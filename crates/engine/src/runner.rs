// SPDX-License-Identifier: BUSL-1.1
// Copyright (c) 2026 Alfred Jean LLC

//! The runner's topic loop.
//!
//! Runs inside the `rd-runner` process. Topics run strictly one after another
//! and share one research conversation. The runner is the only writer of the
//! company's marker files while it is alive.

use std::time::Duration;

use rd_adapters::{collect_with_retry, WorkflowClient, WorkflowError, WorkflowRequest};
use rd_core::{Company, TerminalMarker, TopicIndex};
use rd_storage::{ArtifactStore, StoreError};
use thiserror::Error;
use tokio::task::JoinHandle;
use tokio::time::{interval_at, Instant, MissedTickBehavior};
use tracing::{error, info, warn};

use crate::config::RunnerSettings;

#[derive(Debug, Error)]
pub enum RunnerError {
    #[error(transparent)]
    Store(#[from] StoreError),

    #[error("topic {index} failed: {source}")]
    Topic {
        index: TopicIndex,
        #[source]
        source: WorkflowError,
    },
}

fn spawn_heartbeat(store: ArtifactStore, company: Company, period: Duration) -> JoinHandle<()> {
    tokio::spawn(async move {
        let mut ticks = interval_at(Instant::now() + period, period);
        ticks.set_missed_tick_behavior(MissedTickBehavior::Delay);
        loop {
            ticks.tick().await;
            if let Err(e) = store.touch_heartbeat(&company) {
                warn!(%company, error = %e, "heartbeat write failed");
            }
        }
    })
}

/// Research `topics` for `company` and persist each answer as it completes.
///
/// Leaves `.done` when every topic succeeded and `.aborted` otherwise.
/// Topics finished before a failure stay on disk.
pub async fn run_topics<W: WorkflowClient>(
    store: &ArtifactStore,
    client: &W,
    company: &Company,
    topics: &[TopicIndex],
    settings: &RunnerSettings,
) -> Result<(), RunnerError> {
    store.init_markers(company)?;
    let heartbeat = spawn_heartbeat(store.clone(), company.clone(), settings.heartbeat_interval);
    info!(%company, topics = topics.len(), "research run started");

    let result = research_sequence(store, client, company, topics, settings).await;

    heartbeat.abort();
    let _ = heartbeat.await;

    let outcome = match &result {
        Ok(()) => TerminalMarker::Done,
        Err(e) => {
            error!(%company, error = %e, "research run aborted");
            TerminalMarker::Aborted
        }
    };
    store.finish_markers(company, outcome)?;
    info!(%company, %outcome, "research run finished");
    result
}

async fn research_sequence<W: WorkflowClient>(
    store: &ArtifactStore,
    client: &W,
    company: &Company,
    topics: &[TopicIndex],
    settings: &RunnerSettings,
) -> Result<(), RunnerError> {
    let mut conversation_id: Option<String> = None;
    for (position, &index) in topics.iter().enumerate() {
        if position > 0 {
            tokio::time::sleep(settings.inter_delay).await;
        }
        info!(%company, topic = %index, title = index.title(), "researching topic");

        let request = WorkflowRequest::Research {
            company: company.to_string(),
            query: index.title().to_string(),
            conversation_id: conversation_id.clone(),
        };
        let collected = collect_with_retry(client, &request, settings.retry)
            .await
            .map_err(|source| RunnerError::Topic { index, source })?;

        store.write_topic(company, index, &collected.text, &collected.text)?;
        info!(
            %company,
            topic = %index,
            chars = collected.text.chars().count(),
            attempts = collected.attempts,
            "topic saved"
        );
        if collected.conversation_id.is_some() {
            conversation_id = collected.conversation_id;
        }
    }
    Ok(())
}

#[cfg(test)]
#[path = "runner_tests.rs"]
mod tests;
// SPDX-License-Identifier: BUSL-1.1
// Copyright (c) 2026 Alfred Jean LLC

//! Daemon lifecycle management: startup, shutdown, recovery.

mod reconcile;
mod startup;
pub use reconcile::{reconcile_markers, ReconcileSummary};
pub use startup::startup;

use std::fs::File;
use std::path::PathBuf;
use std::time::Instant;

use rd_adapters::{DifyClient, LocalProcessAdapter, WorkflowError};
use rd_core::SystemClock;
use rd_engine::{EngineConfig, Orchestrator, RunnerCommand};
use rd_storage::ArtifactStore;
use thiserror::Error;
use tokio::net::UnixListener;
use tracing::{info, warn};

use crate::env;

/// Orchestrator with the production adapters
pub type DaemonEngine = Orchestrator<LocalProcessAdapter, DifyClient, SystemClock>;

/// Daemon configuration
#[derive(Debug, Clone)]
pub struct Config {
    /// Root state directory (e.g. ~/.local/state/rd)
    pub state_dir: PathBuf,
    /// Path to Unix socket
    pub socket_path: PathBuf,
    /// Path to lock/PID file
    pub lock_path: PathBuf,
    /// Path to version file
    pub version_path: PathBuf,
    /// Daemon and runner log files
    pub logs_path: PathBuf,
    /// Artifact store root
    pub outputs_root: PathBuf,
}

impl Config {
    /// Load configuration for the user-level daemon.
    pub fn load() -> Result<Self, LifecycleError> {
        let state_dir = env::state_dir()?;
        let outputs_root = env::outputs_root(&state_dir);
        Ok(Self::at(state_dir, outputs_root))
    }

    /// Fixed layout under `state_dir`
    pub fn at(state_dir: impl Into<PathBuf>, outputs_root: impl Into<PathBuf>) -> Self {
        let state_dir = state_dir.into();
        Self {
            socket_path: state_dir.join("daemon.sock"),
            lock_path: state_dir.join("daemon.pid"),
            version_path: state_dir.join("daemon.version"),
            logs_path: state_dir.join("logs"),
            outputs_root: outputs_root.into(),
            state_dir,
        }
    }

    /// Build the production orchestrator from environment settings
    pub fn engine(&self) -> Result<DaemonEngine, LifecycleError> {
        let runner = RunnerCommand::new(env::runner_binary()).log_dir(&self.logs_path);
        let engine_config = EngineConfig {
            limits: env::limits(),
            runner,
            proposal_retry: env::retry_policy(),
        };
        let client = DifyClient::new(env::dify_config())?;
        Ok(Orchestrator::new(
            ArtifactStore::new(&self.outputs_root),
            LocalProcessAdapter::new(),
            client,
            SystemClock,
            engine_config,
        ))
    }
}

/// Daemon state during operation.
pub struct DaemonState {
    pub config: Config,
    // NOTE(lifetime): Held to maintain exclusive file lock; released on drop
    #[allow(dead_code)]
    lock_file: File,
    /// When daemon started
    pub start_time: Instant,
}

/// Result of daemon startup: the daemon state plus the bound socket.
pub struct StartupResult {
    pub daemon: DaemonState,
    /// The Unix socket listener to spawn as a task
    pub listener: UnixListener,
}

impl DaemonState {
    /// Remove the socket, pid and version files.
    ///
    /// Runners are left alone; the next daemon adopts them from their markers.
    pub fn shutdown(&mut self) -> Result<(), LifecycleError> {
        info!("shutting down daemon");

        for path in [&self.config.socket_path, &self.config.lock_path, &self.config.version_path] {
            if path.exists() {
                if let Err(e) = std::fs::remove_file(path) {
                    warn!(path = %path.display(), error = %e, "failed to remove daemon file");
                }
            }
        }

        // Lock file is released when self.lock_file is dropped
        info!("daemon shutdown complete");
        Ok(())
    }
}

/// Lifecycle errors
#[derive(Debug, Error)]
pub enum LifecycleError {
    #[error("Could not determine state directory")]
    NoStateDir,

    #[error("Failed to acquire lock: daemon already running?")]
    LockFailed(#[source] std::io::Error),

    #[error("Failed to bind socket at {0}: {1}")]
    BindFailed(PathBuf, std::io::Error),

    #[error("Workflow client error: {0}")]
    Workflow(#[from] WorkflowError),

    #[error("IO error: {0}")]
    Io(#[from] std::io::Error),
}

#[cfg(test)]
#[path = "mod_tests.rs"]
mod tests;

==

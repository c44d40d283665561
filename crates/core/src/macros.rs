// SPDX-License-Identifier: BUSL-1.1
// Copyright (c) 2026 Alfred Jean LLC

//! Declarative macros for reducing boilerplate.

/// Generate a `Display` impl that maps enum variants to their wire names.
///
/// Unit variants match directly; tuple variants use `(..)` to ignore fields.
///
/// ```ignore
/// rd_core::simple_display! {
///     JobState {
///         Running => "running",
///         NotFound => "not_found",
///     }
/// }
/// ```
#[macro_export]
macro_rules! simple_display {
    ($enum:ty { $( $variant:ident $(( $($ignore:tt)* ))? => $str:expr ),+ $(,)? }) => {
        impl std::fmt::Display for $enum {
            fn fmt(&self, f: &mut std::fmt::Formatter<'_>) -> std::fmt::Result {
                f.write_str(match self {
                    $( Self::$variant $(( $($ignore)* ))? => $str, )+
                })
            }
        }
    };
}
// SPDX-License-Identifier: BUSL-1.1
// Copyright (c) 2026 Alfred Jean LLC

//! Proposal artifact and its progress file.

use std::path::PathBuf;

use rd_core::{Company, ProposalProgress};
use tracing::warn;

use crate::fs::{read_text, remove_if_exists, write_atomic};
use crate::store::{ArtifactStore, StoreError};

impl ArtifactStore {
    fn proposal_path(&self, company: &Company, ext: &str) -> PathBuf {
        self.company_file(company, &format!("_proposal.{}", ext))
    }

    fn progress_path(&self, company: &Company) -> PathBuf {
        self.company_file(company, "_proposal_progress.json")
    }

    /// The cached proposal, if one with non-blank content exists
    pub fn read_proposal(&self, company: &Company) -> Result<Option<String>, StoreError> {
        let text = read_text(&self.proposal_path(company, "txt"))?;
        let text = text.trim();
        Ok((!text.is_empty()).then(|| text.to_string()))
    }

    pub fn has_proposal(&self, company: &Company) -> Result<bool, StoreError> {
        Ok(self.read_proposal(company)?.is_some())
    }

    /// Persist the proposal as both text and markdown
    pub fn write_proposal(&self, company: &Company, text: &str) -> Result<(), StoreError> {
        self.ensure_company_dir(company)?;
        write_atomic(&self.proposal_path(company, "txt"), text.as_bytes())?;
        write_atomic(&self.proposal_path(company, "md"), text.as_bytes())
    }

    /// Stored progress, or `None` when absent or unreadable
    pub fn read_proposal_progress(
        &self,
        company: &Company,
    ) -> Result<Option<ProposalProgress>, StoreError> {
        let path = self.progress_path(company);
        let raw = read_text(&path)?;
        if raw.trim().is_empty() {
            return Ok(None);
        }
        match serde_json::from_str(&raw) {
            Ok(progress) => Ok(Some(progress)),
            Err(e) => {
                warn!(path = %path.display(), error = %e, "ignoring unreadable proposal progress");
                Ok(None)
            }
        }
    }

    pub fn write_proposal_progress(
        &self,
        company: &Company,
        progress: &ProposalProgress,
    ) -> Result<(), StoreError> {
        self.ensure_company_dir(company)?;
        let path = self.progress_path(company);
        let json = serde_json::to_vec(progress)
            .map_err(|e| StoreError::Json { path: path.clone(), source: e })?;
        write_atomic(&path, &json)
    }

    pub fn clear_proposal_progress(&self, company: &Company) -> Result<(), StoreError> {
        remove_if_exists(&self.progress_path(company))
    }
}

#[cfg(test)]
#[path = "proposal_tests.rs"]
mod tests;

What to produce:
Copy each line holding "variants" from the material above.

Written answer:
/// Generate a `Display` impl that maps enum variants to their wire names.
/// Unit variants match directly; tuple variants use `(..)` to ignore fields.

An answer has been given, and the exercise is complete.